43. Extending the Treaty for a series of fixed periods would provide a dynamic environment within which clear and verifiable targets could be negotiated for the reduction of nuclear weapons, and would facilitate gradual achievement of all the objectives of the Treaty. That would not in any way undermine the permanence or the continuity of the Treaty. While Papua New Guinea supported the NPT as the only existing instrument for non-proliferation, it believed that the Treaty must reflect the goal of establishing global norms that were binding on all States parties. Unilateral decisions of nuclear-weapon States in the absence of a legally binding international treaty afforded no guarantee for the security of other States, big or small. Papua New Guinea also believed that the goal of the NPT should be not only non-proliferation of nuclear weapons, but also the total eradication of nuclear weapons and weapons of mass destruction. That was why it had taken an active part in sponsoring and voting for the World Health Organization (WHO) resolution requesting the International Court of Justice to consider the possibility of declaring any threat or use of nuclear weapons illegal. Papua New Guinea took the view that the Treaty in its current form legalized the possession of nuclear weapons by a small number of States -thus polarizing States into nuclear "haves" and "have nots" - a condition which might continue to fuel proliferation and the qualitative development of nuclear weapons. The major nuclear-weapon States had not denounced their policies of nuclear deterrence, and continued to impede progress towards non-proliferation, inhibiting the desire of the international community to establish lasting global peace and security.

44. The Pacific countries continued to suffer from atmospheric testing of nuclear weapons and the dumping of nuclear wastes. It was well known that the health problems and environmental degradation caused by such activities had resulted in the uprooting of some of the Pacific communities. The Pacific countries believed that the continuous nuclear testing in their waters directly contravened their most fundamental rights, and therefore called on the international community to guarantee their environmental security without delay, realistically and resolutely, within an internationally and legally binding treaty with the necessary safeguards and assurances.

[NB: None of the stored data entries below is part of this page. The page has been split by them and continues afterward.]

use lstm_forecast::{DataConfig, ForecastError, MissingValuePolicy, TimeSeries};
use std::fs;
use std::path::PathBuf;
use tempfile::{tempdir, TempDir};

fn write_csv(contents: &str) -> (TempDir, PathBuf) {
    let dir = tempdir().unwrap();
    let path = dir.path().join("series.csv");
    fs::write(&path, contents).unwrap();
    (dir, path)
}

#[test]
fn test_rows_are_sorted_chronologically() {
    let (_dir, path) = write_csv(
        "Date,US_VIX,SPX\n\
         2024-01-03,13.0,4700\n\
         2024-01-01,12.0,4690\n\
         2024-01-02,12.5,4695\n",
    );

    let series = TimeSeries::from_csv(&path, &DataConfig::default()).unwrap();
    assert_eq!(series.len(), 3);
    assert_eq!(series.columns(), &["US_VIX".to_string(), "SPX".to_string()]);
    assert_eq!(series.values().column(0).to_vec(), vec![12.0, 12.5, 13.0]);
    assert!(series.timestamps().windows(2).all(|w| w[0] < w[1]));
}

#[test]
fn test_selected_columns_and_custom_date_column() {
    let (_dir, path) = write_csv(
        "timestamp,a,b,c\n\
         01/01/2024,1,2,3\n\
         01/02/2024,4,5,6\n",
    );
    let config = DataConfig {
        date_column: "timestamp".to_string(),
        columns: Some(vec!["c".to_string(), "a".to_string()]),
        ..DataConfig::default()
    };

    let series = TimeSeries::from_csv(&path, &config).unwrap();
    assert_eq!(series.num_features(), 2);
    assert_eq!(series.values().row(1).to_vec(), vec![6.0, 4.0]);
}

#[test]
fn test_duplicate_timestamps_are_rejected() {
    let (_dir, path) = write_csv("Date,x\n2024-01-01,1\n2024-01-02,2\n2024-01-01,3\n");
    let result = TimeSeries::from_csv(&path, &DataConfig::default());
    assert!(matches!(result, Err(ForecastError::DuplicateTimestamp(_))));
}

#[test]
fn test_missing_value_policies() {
    let contents = "Date,x\n2024-01-01,1\n2024-01-02,\n2024-01-03,NaN\n2024-01-04,4\n";
    let (_dir, path) = write_csv(contents);

    let rejected = TimeSeries::from_csv(&path, &DataConfig::default());
    assert!(matches!(
        rejected,
        Err(ForecastError::MissingValue { ref column, .. }) if column == "x"
    ));

    let zero = DataConfig {
        missing: MissingValuePolicy::Zero,
        ..DataConfig::default()
    };
    let series = TimeSeries::from_csv(&path, &zero).unwrap();
    assert_eq!(series.values().column(0).to_vec(), vec![1.0, 0.0, 0.0, 4.0]);

    let forward = DataConfig {
        missing: MissingValuePolicy::Forward,
        ..DataConfig::default()
    };
    let series = TimeSeries::from_csv(&path, &forward).unwrap();
    assert_eq!(series.values().column(0).to_vec(), vec![1.0, 1.0, 1.0, 4.0]);
}

#[test]
fn test_parse_errors_name_row_and_column() {
    let (_dir, path) = write_csv("Date,x\n2024-01-01,1\n2024-01-02,abc\n");
    match TimeSeries::from_csv(&path, &DataConfig::default()) {
        Err(ForecastError::Parse { row, column, value }) => {
            assert_eq!(row, 3);
            assert_eq!(column, "x");
            assert_eq!(value, "abc");
        }
        other => panic!("expected a parse error, got {:?}", other),
    }

    let (_dir, path) = write_csv("Date,x\nyesterday,1\n");
    assert!(matches!(
        TimeSeries::from_csv(&path, &DataConfig::default()),
        Err(ForecastError::Parse { .. })
    ));
}

#[test]
fn test_missing_columns() {
    let (_dir, path) = write_csv("Day,x\n2024-01-01,1\n");
    assert!(matches!(
        TimeSeries::from_csv(&path, &DataConfig::default()),
        Err(ForecastError::MissingColumn(name)) if name == "Date"
    ));

    let (_dir, path) = write_csv("Date,x\n2024-01-01,1\n");
    let config = DataConfig {
        columns: Some(vec!["y".to_string()]),
        ..DataConfig::default()
    };
    assert!(matches!(
        TimeSeries::from_csv(&path, &config),
        Err(ForecastError::MissingColumn(name)) if name == "y"
    ));
}

#[test]
fn test_empty_file_is_insufficient() {
    let (_dir, path) = write_csv("Date,x\n");
    assert!(matches!(
        TimeSeries::from_csv(&path, &DataConfig::default()),
        Err(ForecastError::InsufficientData(_))
    ));
}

45. The Pacific Island region had been a pioneer in establishing a nuclear-free zone, demonstrating its commitment to meet the obligations of the Treaty. The Pacific countries were encouraged by other regional initiatives, such as the Treaty of Tlatelolco, and by initiatives to establish nuclear-free zones in Africa, South-East Asia and the Middle East. It was disheartening, however, that certain nuclear-weapon States which had a direct influence in the South Pacific region had failed to sign the Protocols to the Treaty of Rarotonga, and were not making every effort to conclude a comprehensive nuclear-test-ban treaty. In that respect, the Pacific countries fully appreciated the positive decision by China and Russia to sign the Treaty of Rarotonga and accede to the relevant Protocols. They hoped that others would follow suit immediately.

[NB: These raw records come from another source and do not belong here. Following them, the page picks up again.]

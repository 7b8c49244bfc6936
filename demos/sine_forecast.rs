use chrono::{Duration, NaiveDate};
use csv::Writer;
use lstm_forecast::{ForecastConfig, ForecastPipeline, SavedForecaster, TimeSeries};
use rand::rngs::StdRng;
use rand::SeedableRng;
use rand_distr::{Distribution, Normal};

fn main() -> Result<(), Box<dyn std::error::Error>> {
    tracing_subscriber::fmt::init();

    // Two years of a noisy daily seasonal signal
    let dir = tempfile::tempdir()?;
    let csv_path = dir.path().join("sine.csv");
    let mut rng = StdRng::seed_from_u64(7);
    let noise = Normal::new(0.0, 0.05)?;
    let start = NaiveDate::from_ymd_opt(2022, 1, 1).ok_or("bad start date")?;

    let mut writer = Writer::from_path(&csv_path)?;
    writer.write_record(["Date", "Value"])?;
    for day in 0..730 {
        let t = day as f64 * 2.0 * std::f64::consts::PI / 30.0;
        let value = 100.0 + 10.0 * t.sin() + noise.sample(&mut rng) * 10.0;
        let date = start + Duration::days(day);
        writer.write_record([date.format("%Y-%m-%d").to_string(), format!("{:.4}", value)])?;
    }
    writer.flush()?;

    let mut config = ForecastConfig::default();
    config.seq_length = 20;
    config.model.hidden_size = 16;
    config.training.epochs = 15;
    config.training.log_every = 5;
    config.learning_rate = 0.005;
    config.seed = Some(1);

    let report = ForecastPipeline::new(config)?.run(&csv_path)?;
    println!("Test windows: {}", report.test_windows);
    println!("Test loss:    {:.6}", report.test_loss);
    println!("Metrics:      {}", report.metrics);

    for (date, (actual, predicted)) in report
        .timestamps
        .iter()
        .zip(report.actual.iter().zip(report.predicted.iter()))
        .take(5)
    {
        println!("{}  actual {:8.3}  predicted {:8.3}", date.date(), actual, predicted);
    }

    // Reload the model and forecast the day after the series ends
    let model_path = dir.path().join("sine_model.json");
    report.model.save(&model_path)?;
    let bundle = SavedForecaster::load(&model_path)?;
    let series = TimeSeries::from_csv(&csv_path, &bundle.data_config())?;
    let prediction = bundle.predict_series(&series)?;
    println!("Next value:   {:.3}", prediction.next);

    let chart = std::env::current_dir()?.join("sine_forecast.svg");
    match report.plot(&chart) {
        Ok(()) => println!("Chart:        {}", chart.display()),
        Err(err) => println!("Chart skipped: {}", err),
    }

    Ok(())
}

46. While his delegation would very much welcome a strengthening of the NPT regime to meet the immediate objectives of nuclear non-proliferation, the lack of security guarantees for the non-nuclear-weapon States, particularly for the protection of their environment, made it extremely difficult for it to vote for an indefinite extension.

47. Mr. CHEIKH SYLLA (Senegal) said that the NPT had had somewhat mixed results. The determination of the parties, referred to in the eleventh preambular paragraph, to discontinue all test explosions of nuclear weapons for all time had not led to specific commitments or, more important, binding commitments. While it was true that most of the nuclear Powers had voluntarily suspended testing, a comprehensive test-ban treaty remained elusive, despite constant appeals by Senegal and other countries. Likewise, with regard to the intention, stated in the preamble, to facilitate the cessation of the manufacture of nuclear weapons, the liquidation of all existing stockpiles, and the elimination of nuclear weapons and the means of their delivery, the disappearance of the old bipolar system had encouraged significant progress. But it had to be admitted that that threefold objective was far from being achieved.

48. Another area where much had been expected concerned the promotion of access by the non-nuclear-weapon States to the technology and applications of nuclear energy for economic and social progress. The opportunities offered by the use of nuclear energy in agriculture, medicine and industry, for example, made that aspect of the NPT regime second to none, especially as far as the developing countries were concerned. Yet, despite the generous provisions of articles IV and V of the Treaty, the measures taken were inadequate for the most part. No doubt commendable efforts were being made by the International Atomic Energy Agency (IAEA) with regard to the transfer of nuclear technology for peaceful purposes, but the initiatives in that area, as in others, had been largely inadequate. For example, for over 10 years there had been regular reductions in the resources of the technical cooperation fund on which the Agency's activities related to the transfer of nuclear energy were based, because of the shortage of donor contributions. The allocation of a tiny portion of the peace dividend to that cooperation fund would go a long way towards redressing the situation and would enhance the credibility of the non-proliferation regime.

49. Senegal attached great importance to the establishment of nuclear-free zones. They should be established with the express collaboration of the nuclear Powers, for it was their role to guarantee respect for the status of such zones and to provide the participating States with the required security guarantees. The African countries were working on a draft treaty to make Africa a nuclear-free zone; they would very much like the nuclear Powers to undertake commitments in that regard when the drafting was completed.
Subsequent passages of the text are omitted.